En substance, la plaignante reproche à B.N. d’avoir
abusé sexuellement de leurs triplés, C.N., D.N. et
E.N., nés le 28 décembre 2009. Il aurait, à des dates
indéterminées mais à plusieurs reprises, frotté les fesses de leurs trois
enfants, habillés, sur ses parties génitales, frotté à deux reprises la zone
génitale de C.N. avec ses doigts, alors qu’il changeait ses couches,
abusé de cette dernière durant le week-end du 5 au 7 octobre 2012 et
abusé sexuellement de E.N.________ vraisemblablement au début de
l’année 2013.
B.Par ordonnance du 5 février 2014, le Ministère public de
l’arrondissement de l’Est vaudois a ordonné le classement de la procédure
pénale dirigée contre B.N.________ pour actes d’ordre sexuel avec des
enfants (I), a alloué à B.N., à la charge de l’Etat, une indemnité de
3'402 fr. (II) et a laissé les frais de procédure à la charge de l’Etat (III).
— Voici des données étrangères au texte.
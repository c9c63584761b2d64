//! Debugging target discovery over the browser's local HTTP endpoint.
//!
//! The browser exposes `http://127.0.0.1:{port}/json`, returning a JSON
//! list of inspectable targets. Each page-type target carries a
//! `webSocketDebuggerUrl` the session controller connects to.

// ============================================================================
// Imports
// ============================================================================

use serde::Deserialize;
use tracing::debug;

use crate::error::{Error, Result};
use crate::identifiers::TabId;

// ============================================================================
// TargetInfo
// ============================================================================

/// One inspectable target as reported by the discovery endpoint.
#[derive(Debug, Clone, Deserialize)]
pub struct TargetInfo {
    /// Target identifier (becomes the [`TabId`]).
    pub id: String,

    /// Target type: `page`, `iframe`, `service_worker`, ...
    #[serde(rename = "type")]
    pub target_type: String,

    /// Page title.
    #[serde(default)]
    pub title: String,

    /// Current URL.
    #[serde(default)]
    pub url: String,

    /// WebSocket address of the target's debugging socket.
    ///
    /// Absent when another client holds the target exclusively.
    #[serde(rename = "webSocketDebuggerUrl", default)]
    pub web_socket_debugger_url: Option<String>,
}

impl TargetInfo {
    /// Returns the target's tab identifier.
    #[inline]
    #[must_use]
    pub fn tab_id(&self) -> TabId {
        TabId::new(self.id.clone())
    }

    /// Returns `true` for ordinary page targets.
    #[inline]
    #[must_use]
    pub fn is_page(&self) -> bool {
        self.target_type == "page"
    }
}

// ============================================================================
// Discovery
// ============================================================================

/// Lists all inspectable targets on a debugging port.
///
/// # Errors
///
/// Returns [`Error::Http`] if the discovery endpoint is unreachable.
pub async fn list_targets(http_port: u16) -> Result<Vec<TargetInfo>> {
    let url = format!("http://127.0.0.1:{http_port}/json");
    let targets: Vec<TargetInfo> = reqwest::get(&url).await?.json().await?;

    debug!(port = http_port, count = targets.len(), "Targets discovered");

    Ok(targets)
}

/// Finds a specific target by tab id.
///
/// # Errors
///
/// Returns [`Error::TargetNotFound`] if no target has that id.
pub async fn find_target(http_port: u16, tab: &TabId) -> Result<TargetInfo> {
    let targets = list_targets(http_port).await?;

    targets
        .into_iter()
        .find(|t| t.id == tab.as_str())
        .ok_or_else(|| Error::target_not_found(tab.as_str()))
}

/// Returns the first page-type target (the agent's default tab).
///
/// # Errors
///
/// Returns [`Error::TargetNotFound`] if the browser reports no page targets.
pub async fn first_page_target(http_port: u16) -> Result<TargetInfo> {
    let targets = list_targets(http_port).await?;

    targets
        .into_iter()
        .find(TargetInfo::is_page)
        .ok_or_else(|| Error::target_not_found("no page targets available"))
}

// ============================================================================
// Tests
// ============================================================================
A l’appui de sa décision, la Procureure a considéré que les très
nombreuses opérations d’enquête menées à ce jour par la police et le
Ministère public n’avaient pas apporté d’indices sérieux et concrets de
culpabilité du prévenu. Selon elle, aucun élément, notamment médical et
psychologique, n’établissait que l’un ou l’autre des trois enfants du couple
aurait été abusé sexuellement par leur père ou par un tiers. Dans ces
circonstances, la Procureure a rejeté les réquisitions de preuves formulées
par la plaignante.
En outre, il n’était pas établi qu’A.N. se serait rendue
coupable de dénonciation calomnieuse au sens de l’art. 303 CP, fautes
d’indices suffisants selon lesquels l’intéressée « savait » son mari
innocent. La Procureure a en effet considéré qu’elle s’était convaincue de
la culpabilité de son mari.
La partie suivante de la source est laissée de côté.